Developmental Neurology Unit, Fondazione IRCCS Istituto Neurologico Carlo Besta, Milan, Italy.
Department of Neurosurgery, Fondazione IRCCS Istituto Neurologico Carlo Besta, Milan, Italy.
Clin Neurol Neurosurg. 2021 May;204:106600. doi: 10.1016/j.clineuro.2021.106600. Epub 2021 Mar 20.
Large interhemispheric cysts (IHC) with partial or complete agenesis of corpus callosum (ACC) constitute a heterogeneous group of rare disorders. Neurosurgical treatment, in the terms of if, when and how to operate, remains unclear METHODS: We performed a surgical literature review of series or reports of IHCs with callosal anomalies; we evaluated whether revision surgeries were necessary and considered the dimensional change in the cyst postoperatively and the developmental outcome. We also reported our experience with sfour patients treated by programmable cysto-peritoneal (CP) shunting. Patients' clinical history, neuroradiological and neuropsychological performances were evaluated pre and post operatively.
The review included 133 patients with surgically-treated IHCs. Although most authors are in agreement to perform surgery if the patients present signs of raised ICP and to not intervene in those completely asymptomatic, for other signs and symptoms the debate is still open; only few authors performed cognitive tests pre and post-operatively. Shunting procedures were successful in 60% of our reviewed cases and often lead to a major cyst collapse. Craniotomy achieves good results but is extremely invasive. Endoscopy is minimally invasive and our review demonstrated a success rate of 66%. However, endoscopy does not ensue a complete cyst collapse. Our series and review seem to suggest a possible link between parenchymal re-expansion and cognitive outcome.

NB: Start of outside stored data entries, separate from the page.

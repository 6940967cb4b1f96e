//! Environment-derived configuration.
//!
//! Credentials may legitimately be absent: the pipeline then serves canned
//! content instead of calling the model, so `api_key` is an `Option`, not a
//! required variable.

use serde::{Deserialize, Serialize};

const DEFAULT_API_URL: &str = "https://api.openai.com/v1/chat/completions";
const DEFAULT_MODEL: &str = "gpt-4o-mini";

#[derive(Serialize, Deserialize, Debug, Clone)]
pub struct Config {
    pub model: String,
    pub api_key: Option<String>,
    pub api_url: String,
    /// Path of the sqlite file backing the durable memory cache. `None`
    /// keeps memory in-process only.
    pub memory_db_path: Option<String>,
}

impl Config {
    /// Read configuration from the environment (`.env` honored).
    pub fn from_env() -> Self {
        let _ = dotenv::dotenv();

        let api_key = std::env::var("API_KEY").ok().filter(|k| !k.trim().is_empty());
        if api_key.is_none() {
            tracing::warn!("API_KEY not set; model calls disabled, serving canned content");
        }

        Self {
            model: std::env::var("MODEL").unwrap_or_else(|_| DEFAULT_MODEL.to_string()),
            api_key,
            api_url: std::env::var("API_URL").unwrap_or_else(|_| DEFAULT_API_URL.to_string()),
            memory_db_path: std::env::var("MEMORY_DB_PATH").ok(),
        }
    }

    pub fn has_credentials(&self) -> bool {
        self.api_key.is_some()
    }
}

impl Default for Config {
    fn default() -> Self {
        Self {
            model: DEFAULT_MODEL.to_string(),
            api_key: None,
            api_url: DEFAULT_API_URL.to_string(),
            memory_db_path: None,
        }
    }
}

#[cfg(test)]
mod tests {
    use super::*;

    #[test]
    fn test_default_has_no_credentials() {
        let config = Config::default();
        assert!(!config.has_credentials());
        assert_eq!(config.model, "gpt-4o-mini");
    }
}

Early and effective surgery seems to obtain a greater cerebral parenchyma re-expansion and long-term cognitive evolution. Endoscopy is safe and reliable, but more data is needed on the impact of uncomplete cyst collapse on neurocognitive outcome.
伴有部分或完全胼胝体发育不全(ACC)的大脑半球间大囊肿(IHC)构成了一组罕见的异质性疾病。神经外科治疗,包括是否手术、何时手术以及如何手术,仍不明确。

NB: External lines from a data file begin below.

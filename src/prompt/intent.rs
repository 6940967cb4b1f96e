//! Tone-change request detection.

/// Trigger table for the tone-change branch. A plain membership test over
/// the lower-cased query; false positives are accepted.
const TONE_CHANGE_KEYWORDS: [&str; 18] = [
    "cool",
    "casual",
    "formal",
    "professional",
    "friendly",
    "enthusiastic",
    "serious",
    "funny",
    "playful",
    "romantic",
    "flirty",
    "business",
    "tone",
    "style",
    "sound",
    "make it",
    "change",
    "different",
];

pub fn is_tone_change_request(query: &str) -> bool {
    let lowered = query.to_lowercase();
    TONE_CHANGE_KEYWORDS.iter().any(|kw| lowered.contains(kw))
}
//! Error taxonomy for the pipeline and its collaborators.
//!
//! Local recovery is preferred at every stage: `ModelError` is absorbed by
//! the tone fallback and the fixed stats defaults, `CacheError` degrades to
//! the in-process memory mirror. Only truly unhandled conditions reach the
//! caller, and then as a single opaque failure with a description.

use thiserror::Error;

/// Failure of the model collaborator. Absence of credentials is *not* an
/// error — that is a checked condition handled with canned content before
/// any call is attempted.
#[derive(Error, Debug)]
pub enum ModelError {
    #[error("authentication failed - check your API key")]
    Auth,

    #[error("access forbidden - insufficient permissions")]
    Forbidden,

    #[error("rate limit exceeded - too many requests")]
    RateLimited,

    #[error("request timeout - the API took too long to respond")]
    Timeout,

    #[error("connection error - unable to reach the API")]
    Connect,

    #[error("server error ({status}): {body}")]
    Server { status: u16, body: String },

    #[error("HTTP error {status}: {body}")]
    Http { status: u16, body: String },

    #[error("network error: {0}")]
    Network(String),

    #[error("malformed API response: {0}")]
    Malformed(String),

    #[error("API returned empty content")]
    EmptyContent,
}

/// Failure of the durable cache backend. Always logged and swallowed inside
/// `MemoryStore`; never propagates to a request.
#[derive(Error, Debug)]
pub enum CacheError {
    #[error("cache backend unavailable: {0}")]
    Unavailable(String),

    #[error("cache read failed: {0}")]
    Read(String),

    #[error("cache write failed: {0}")]
    Write(String),

    #[error("stored entry is not valid JSON: {0}")]
    Corrupt(String),
}

impl From<rusqlite::Error> for CacheError {
    fn from(e: rusqlite::Error) -> Self {
        CacheError::Unavailable(e.to_string())
    }
}

/// What the engine surfaces to the (excluded) transport layer.
#[derive(Error, Debug)]
pub enum PipelineError {
    #[error("model call failed: {0}")]
    Model(#[from] ModelError),

    #[error("analysis failed: {0}")]
    Unexpected(String),
}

我们对伴有胼胝体异常的 IHC 系列或报告进行了手术文献复习;我们评估了是否需要修正手术,并考虑了术后囊肿的尺寸变化和发育结果。我们还报告了我们对四名接受可编程囊肿-腹腔(CP)分流术治疗的患者的经验。对患者的临床病史、神经影像学和神经心理学表现进行了术前和术后评估。
该综述纳入了 133 例接受手术治疗的 IHC 患者。尽管大多数作者都同意,如果患者出现颅内压升高的迹象,则进行手术,而对于那些完全无症状的患者则不进行干预,但对于其他症状和体征,仍存在争议;只有少数作者在术前和术后进行了认知测试。分流术在我们回顾的病例中有 60%是成功的,往往导致囊肿明显缩小。开颅术效果良好,但创伤极大。内镜检查具有微创性,我们的回顾显示成功率为 66%。然而,内镜检查并不能确保囊肿完全塌陷。我们的系列和综述似乎表明实质再扩张与认知结果之间存在可能的联系。
早期和有效的手术似乎可以获得更大的脑实质再扩张和长期的认知进展。内镜检查安全可靠,但需要更多的数据来了解不完全囊肿塌陷对神经认知结果的影响。